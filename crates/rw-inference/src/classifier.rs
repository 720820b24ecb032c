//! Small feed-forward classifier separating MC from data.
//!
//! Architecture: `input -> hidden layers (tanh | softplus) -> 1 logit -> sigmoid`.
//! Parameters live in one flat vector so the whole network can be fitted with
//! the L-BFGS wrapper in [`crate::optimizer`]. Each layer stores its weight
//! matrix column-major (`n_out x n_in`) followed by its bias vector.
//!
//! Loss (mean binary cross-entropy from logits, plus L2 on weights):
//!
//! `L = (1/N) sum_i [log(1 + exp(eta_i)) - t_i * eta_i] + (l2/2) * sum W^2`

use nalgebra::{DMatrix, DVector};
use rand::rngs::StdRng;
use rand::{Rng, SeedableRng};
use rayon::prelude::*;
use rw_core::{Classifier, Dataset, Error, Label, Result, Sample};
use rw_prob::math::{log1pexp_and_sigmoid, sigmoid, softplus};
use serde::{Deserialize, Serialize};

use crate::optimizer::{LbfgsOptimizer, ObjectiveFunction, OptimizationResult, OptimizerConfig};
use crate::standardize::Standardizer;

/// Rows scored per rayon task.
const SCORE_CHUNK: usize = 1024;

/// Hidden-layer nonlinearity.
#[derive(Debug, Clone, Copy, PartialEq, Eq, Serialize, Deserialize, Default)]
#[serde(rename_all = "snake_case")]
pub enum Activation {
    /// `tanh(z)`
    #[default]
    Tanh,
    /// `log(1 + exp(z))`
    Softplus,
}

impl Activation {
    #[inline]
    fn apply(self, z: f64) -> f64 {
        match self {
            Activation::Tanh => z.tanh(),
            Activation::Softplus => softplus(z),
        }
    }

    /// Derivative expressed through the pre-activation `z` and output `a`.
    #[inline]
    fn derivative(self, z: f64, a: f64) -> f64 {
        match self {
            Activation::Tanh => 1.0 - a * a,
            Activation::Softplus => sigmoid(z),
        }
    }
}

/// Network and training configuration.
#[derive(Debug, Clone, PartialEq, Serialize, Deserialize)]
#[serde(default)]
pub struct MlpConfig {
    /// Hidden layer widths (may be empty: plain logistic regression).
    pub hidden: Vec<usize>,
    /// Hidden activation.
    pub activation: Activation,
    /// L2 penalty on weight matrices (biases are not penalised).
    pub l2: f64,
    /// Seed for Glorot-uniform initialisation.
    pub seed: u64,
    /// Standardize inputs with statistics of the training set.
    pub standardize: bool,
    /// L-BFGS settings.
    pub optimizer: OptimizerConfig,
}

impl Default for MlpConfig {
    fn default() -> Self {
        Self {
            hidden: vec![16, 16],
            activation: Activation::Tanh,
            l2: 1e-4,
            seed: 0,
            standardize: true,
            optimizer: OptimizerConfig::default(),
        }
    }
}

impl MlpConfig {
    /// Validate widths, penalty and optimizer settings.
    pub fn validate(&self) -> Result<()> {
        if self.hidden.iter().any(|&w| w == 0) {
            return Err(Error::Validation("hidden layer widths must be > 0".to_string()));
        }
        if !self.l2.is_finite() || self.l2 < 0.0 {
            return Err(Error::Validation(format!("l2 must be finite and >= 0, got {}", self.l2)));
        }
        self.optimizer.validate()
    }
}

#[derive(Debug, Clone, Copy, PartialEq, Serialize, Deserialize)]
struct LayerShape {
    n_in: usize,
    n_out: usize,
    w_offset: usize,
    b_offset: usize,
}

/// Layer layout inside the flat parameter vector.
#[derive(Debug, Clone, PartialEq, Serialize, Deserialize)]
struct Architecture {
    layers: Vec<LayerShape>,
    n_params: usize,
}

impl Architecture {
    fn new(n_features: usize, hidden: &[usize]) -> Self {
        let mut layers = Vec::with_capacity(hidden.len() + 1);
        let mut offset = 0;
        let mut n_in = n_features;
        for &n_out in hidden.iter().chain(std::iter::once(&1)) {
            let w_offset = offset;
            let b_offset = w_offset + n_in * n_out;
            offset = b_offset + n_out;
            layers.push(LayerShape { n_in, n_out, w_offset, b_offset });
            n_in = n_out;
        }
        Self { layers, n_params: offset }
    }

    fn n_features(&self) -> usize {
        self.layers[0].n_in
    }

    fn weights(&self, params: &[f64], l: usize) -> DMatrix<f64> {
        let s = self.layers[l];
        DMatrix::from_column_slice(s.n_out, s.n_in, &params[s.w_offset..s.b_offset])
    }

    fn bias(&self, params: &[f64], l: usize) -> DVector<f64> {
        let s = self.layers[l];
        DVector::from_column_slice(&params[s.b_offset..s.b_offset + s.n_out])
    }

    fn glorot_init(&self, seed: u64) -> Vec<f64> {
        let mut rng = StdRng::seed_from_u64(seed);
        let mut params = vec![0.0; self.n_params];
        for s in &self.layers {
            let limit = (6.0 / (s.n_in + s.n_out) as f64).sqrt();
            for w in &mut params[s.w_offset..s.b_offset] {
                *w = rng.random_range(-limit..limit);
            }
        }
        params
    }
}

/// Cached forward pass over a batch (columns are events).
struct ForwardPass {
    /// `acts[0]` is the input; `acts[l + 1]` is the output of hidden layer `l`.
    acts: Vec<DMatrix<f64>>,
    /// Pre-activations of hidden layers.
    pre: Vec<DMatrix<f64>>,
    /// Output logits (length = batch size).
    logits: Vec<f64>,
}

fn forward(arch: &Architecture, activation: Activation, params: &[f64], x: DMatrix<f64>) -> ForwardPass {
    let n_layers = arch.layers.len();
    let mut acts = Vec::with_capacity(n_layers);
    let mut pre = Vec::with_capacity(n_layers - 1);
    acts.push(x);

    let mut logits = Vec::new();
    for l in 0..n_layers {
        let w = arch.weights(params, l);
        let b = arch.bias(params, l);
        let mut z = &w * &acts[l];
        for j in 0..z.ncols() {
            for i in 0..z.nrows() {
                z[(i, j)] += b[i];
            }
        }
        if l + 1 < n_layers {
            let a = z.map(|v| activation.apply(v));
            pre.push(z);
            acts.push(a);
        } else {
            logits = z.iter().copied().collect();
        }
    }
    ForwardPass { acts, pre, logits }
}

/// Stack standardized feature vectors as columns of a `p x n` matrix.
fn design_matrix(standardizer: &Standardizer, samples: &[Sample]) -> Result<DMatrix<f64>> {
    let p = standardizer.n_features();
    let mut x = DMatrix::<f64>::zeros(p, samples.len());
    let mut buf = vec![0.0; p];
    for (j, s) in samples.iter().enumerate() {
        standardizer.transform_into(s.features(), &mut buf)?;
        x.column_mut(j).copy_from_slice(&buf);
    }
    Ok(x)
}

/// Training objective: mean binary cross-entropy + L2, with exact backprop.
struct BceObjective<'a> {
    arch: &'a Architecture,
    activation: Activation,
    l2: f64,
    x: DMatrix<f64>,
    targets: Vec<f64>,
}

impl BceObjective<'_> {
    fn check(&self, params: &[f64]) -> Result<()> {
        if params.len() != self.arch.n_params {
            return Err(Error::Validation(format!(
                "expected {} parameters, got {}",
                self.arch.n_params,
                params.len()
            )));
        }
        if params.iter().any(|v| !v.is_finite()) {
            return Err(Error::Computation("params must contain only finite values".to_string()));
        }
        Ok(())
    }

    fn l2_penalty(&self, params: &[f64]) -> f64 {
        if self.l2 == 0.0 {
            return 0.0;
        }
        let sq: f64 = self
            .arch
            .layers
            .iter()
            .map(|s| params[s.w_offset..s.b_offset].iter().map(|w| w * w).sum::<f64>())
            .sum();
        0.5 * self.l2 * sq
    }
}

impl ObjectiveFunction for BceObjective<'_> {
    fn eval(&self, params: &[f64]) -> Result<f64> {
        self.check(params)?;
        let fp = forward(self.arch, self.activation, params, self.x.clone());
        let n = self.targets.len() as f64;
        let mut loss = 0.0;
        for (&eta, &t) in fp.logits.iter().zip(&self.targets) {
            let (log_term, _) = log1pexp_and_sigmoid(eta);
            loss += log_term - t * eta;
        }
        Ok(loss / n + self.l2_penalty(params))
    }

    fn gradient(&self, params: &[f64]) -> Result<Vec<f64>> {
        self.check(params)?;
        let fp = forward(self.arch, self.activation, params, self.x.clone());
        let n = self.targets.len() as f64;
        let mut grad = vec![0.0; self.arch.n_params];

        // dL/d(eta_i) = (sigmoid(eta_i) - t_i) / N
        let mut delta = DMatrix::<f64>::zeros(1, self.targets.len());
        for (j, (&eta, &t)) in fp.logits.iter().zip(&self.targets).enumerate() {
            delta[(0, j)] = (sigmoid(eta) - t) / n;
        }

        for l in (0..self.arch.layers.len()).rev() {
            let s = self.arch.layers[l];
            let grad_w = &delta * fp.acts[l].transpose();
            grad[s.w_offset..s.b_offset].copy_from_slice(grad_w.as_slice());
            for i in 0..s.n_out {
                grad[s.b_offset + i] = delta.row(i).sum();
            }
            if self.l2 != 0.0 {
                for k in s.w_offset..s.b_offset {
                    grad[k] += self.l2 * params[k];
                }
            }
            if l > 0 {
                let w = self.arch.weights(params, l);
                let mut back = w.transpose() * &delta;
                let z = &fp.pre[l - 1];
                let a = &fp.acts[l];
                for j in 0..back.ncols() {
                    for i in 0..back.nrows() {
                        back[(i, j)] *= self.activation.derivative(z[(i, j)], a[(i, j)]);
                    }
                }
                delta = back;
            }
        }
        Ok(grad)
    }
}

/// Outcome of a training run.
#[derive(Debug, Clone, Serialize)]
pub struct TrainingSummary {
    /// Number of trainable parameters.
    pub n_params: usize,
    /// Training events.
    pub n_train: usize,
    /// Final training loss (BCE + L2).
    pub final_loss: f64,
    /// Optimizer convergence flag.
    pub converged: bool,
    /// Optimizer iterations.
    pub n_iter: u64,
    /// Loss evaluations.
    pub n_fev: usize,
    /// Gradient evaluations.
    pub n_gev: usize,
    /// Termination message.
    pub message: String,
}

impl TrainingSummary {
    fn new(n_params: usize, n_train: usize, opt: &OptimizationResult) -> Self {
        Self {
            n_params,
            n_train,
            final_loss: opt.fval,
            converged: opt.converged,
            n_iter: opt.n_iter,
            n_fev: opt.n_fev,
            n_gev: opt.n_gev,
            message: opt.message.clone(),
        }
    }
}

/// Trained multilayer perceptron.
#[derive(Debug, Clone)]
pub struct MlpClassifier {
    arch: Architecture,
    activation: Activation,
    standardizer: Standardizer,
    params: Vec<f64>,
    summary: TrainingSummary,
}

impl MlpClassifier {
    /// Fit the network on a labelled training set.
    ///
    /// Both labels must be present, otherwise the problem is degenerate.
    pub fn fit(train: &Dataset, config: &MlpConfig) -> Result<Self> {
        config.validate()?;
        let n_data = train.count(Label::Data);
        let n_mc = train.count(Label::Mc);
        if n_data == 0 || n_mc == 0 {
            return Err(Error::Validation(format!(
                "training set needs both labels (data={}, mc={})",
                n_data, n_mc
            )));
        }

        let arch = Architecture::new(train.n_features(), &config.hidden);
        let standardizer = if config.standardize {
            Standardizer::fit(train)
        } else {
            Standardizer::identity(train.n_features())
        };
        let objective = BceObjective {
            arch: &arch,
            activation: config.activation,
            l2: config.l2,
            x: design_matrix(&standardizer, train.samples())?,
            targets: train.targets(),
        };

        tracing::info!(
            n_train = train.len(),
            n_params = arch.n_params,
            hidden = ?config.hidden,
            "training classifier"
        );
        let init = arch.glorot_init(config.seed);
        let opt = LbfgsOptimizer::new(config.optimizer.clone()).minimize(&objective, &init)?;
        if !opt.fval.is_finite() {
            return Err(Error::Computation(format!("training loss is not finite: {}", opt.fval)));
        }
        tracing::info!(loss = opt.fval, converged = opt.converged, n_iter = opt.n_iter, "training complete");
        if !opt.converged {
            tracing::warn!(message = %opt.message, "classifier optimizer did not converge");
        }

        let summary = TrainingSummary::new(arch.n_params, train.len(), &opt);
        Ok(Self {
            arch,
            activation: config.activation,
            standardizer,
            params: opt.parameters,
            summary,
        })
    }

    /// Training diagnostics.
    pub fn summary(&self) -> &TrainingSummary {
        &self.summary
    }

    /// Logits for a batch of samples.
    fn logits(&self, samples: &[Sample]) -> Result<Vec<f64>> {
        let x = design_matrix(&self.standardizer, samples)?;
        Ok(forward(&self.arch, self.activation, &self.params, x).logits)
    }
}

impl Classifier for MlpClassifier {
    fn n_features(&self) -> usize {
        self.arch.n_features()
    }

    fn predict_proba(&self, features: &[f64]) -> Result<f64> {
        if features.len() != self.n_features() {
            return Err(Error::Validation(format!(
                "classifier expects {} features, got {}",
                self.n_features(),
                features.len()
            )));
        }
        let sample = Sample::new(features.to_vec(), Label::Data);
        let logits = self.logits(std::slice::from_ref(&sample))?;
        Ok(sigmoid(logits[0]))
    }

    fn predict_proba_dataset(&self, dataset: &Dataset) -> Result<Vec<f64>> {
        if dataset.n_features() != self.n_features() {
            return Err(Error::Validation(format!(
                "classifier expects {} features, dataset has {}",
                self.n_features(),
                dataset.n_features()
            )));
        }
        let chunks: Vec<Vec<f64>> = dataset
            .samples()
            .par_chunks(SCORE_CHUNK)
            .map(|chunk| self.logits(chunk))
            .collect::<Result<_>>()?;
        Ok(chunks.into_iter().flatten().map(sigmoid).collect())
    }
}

----------

What are the lines of the data above that include the string "Architecture"? Copy them.

//! Architecture: `input -> hidden layers (tanh | softplus) -> 1 logit -> sigmoid`.
struct Architecture {
impl Architecture {
fn forward(arch: &Architecture, activation: Activation, params: &[f64], x: DMatrix<f64>) -> ForwardPass {
    arch: &'a Architecture,
    arch: Architecture,
        let arch = Architecture::new(train.n_features(), &config.hidden);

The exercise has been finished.